The very contraptions used for intensive deep mining fell into disrepair since everything below ground was drilled out by the late 1920's. So, when a railroad job became available upon return from WWI Argonne Forest duty, he stayed with that job until he died on that job in the 1940's.
But of course, a down-on-its-luck coal camp is also exactly the circumstance that would make Joe Irwin the most popular fellow in town. Just about any man or woman who knew how to patch, plaster or piece life back together was a sought after citizen. Can you help me rebuild the engine on this 4 cylinder Henderson motorcycle? If you could answer in the affirmative, you must have been worth your weight in gold.
I always wondered where the historical mechanical intelligence originated. How was it passed down and where did these Irwins get the opportunity to absorb such problem-solving in application?
Well, along came the Genealogy with this explanation. Please Read Below!
James Irwin, born Glencoe County Antrim in 1700, was a Scotch-Irish immigrant who came to Pennsylvania in 1729 with seven other Irwins. Those Irwins operated mills, a bleaching plant and a smith shop in Northern Ireland.
James Irwin in 1748 owned 540 acres in Peters Twp. just north of present day Mercersburg, Pennsylvania. By 1766 he owned a mill valued at three pounds 12 shillings and by 1769 the value of the mill was 10 pounds six shillings.
During the Revolutionary War, Archibald Irwin's oldest son, also named James, began to do commissary duty for the Western Army at Irwinton's Mills. James Irwin organized pack horse trains to carry flour, meat and other provisions to Pittsburgh for the Western Army. James Irwin acted as an assistant commissary under the appointment of Col. George Morgan, who was Commissary General for the Western Army, whose headquarters were at Pittsburgh.
Large quantities of flour were made at Irwinton's Mill, packed in kegs, each weighing about one hundred pounds, to be sent west. Flour was brought in from Washington County, Maryland. Large numbers of beef cattle were driven to Irwinton's plantation to be purchased, slaughtered and processed in a recently erected slaughter house, and sent to the Western Armies.
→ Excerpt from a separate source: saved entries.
//! Keyboard shortcuts as listed in the help dialog

use crossterm::event::KeyCode;

use super::app::Page;

#[derive(Debug, Clone)]
pub struct Keybinding {
    pub key: KeyCode,
    pub description: &'static str,
    pub context: KeyContext,
}

#[derive(Debug, Clone, Copy, PartialEq, Eq)]
pub enum KeyContext {
    Global,
    Page(Page),
    Dialog,
}

const fn bind(key: KeyCode, description: &'static str, context: KeyContext) -> Keybinding {
    Keybinding {
        key,
        description,
        context,
    }
}

use KeyContext::{Dialog, Global};

pub static KEYBINDINGS: &[Keybinding] = &[
    bind(KeyCode::Char('q'), "Quit", Global),
    bind(KeyCode::Char('?'), "Help", Global),
    bind(KeyCode::Char('1'), "Home", Global),
    bind(KeyCode::Char('2'), "Categories", Global),
    bind(KeyCode::Char('3'), "Limits", Global),
    bind(KeyCode::Char('4'), "Goals", Global),
    bind(KeyCode::Char('5'), "Transactions", Global),
    bind(KeyCode::Char('6'), "Settings", Global),
    bind(KeyCode::Char('j'), "Move down", Global),
    bind(KeyCode::Char('k'), "Move up", Global),
    bind(KeyCode::Char('i'), "Add income", Global),
    bind(KeyCode::Char('e'), "Add expense", Global),
    bind(KeyCode::Char('R'), "Check for changes now", Global),
    bind(KeyCode::Char('a'), "Add category", KeyContext::Page(Page::Categories)),
    bind(KeyCode::Char('d'), "Delete category", KeyContext::Page(Page::Categories)),
    bind(KeyCode::Char('a'), "Set a limit", KeyContext::Page(Page::Limits)),
    bind(KeyCode::Char('d'), "Remove limit", KeyContext::Page(Page::Limits)),
    bind(KeyCode::Char('a'), "Add goal", KeyContext::Page(Page::Goals)),
    bind(KeyCode::Char('t'), "Transfer to goal", KeyContext::Page(Page::Goals)),
    bind(KeyCode::Char('d'), "Delete goal", KeyContext::Page(Page::Goals)),
    bind(KeyCode::Char('d'), "Delete transaction", KeyContext::Page(Page::Transactions)),
    bind(KeyCode::Char('t'), "Toggle theme", KeyContext::Page(Page::Settings)),
    bind(KeyCode::Char('c'), "Next display currency", KeyContext::Page(Page::Settings)),
    bind(KeyCode::Char('n'), "Notifications on/off", KeyContext::Page(Page::Settings)),
    bind(KeyCode::Char('s'), "Auto sync on/off", KeyContext::Page(Page::Settings)),
    bind(KeyCode::Char('r'), "Refresh exchange rates", KeyContext::Page(Page::Settings)),
    bind(KeyCode::Tab, "Next field", Dialog),
    bind(KeyCode::BackTab, "Previous field", Dialog),
    bind(KeyCode::Left, "Change option", Dialog),
    bind(KeyCode::Enter, "Save", Dialog),
    bind(KeyCode::Esc, "Cancel", Dialog),
];

/// Bindings that apply in `context`
pub fn bindings_for(context: KeyContext) -> impl Iterator<Item = &'static Keybinding> {
    KEYBINDINGS.iter().filter(move |b| b.context == context)
}

pub fn key_label(key: &KeyCode) -> String {
    match key {
        KeyCode::Char(c) => c.to_string(),
        KeyCode::Tab => "Tab".into(),
        KeyCode::BackTab => "Shift+Tab".into(),
        KeyCode::Enter => "Enter".into(),
        KeyCode::Esc => "Esc".into(),
        KeyCode::Left => "Left/Right".into(),
        other => format!("{:?}", other),
    }
}

#[cfg(test)]
mod tests {
    use super::*;

    #[test]
    fn test_every_page_has_its_number() {
        for (i, page) in Page::ALL.iter().enumerate() {
            let digit = char::from_digit(i as u32 + 1, 10).unwrap();
            let binding = bindings_for(Global)
                .find(|b| b.key == KeyCode::Char(digit))
                .unwrap();
            assert_eq!(binding.description, page.title());
        }
    }

    #[test]
    fn test_no_duplicate_keys_per_context() {
        for (i, a) in KEYBINDINGS.iter().enumerate() {
            for b in &KEYBINDINGS[i + 1..] {
                assert!(
                    !(a.key == b.key && a.context == b.context),
                    "duplicate binding {:?}",
                    a.key
                );
            }
        }
    }
}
James Irwin stated that the Pittsburgh Quarter Master Department had four brigades of pack horses each containing about one hundred horses, with one horse master and twelve riders to each brigade, to carry provisions west for the Army. The mill must have been busy and crowded, with one hundred pack horses being loaded, and with their drivers and horse master preparing for a trip over the mountains to Pittsburgh.
The original Irwinton Grist Mill, built around 1760, had over 25 belts running, 10 belt elevators, water turbines, a variety of 15 pieces of equipment, rope hoist, wooden cogs, hydro electric was produced while lots of pulleys and shafts kept turning. Sounds like a wonderful and complex Rube Goldberg universe to grow up in.
We also get the picture of a very PRACTICAL patriotism. This family helped launch and liberate a fledgling democracy by putting bread in its belly, blankets on its bed, boots on its feet, meat on its table, shirts on its back and powder in its musket. They helped make the physiological struggle for Independence a reliable possibility.
We also get the picture of a very PRACTICAL patriotism. This family helped launch and liberate a fledgling democracy by putting bread in its belly, blankets on its bed, boots on its feet, meat on its table, shirts on its back and powder in its musket. They helped make the physiological struggle for Independence a reliable possibility.
And so we begin to comprehend how invention and innovation is a precious Inheritance, manifesting in an abandoned coal camp, where it is devalued by a morally bankrupt industry but fully utilized and appreciated by those left behind, now depending on it for their very survival. And so it persists, one generation after another and in 2016, perhaps it is one of the gifts that you've discovered inside you and yours.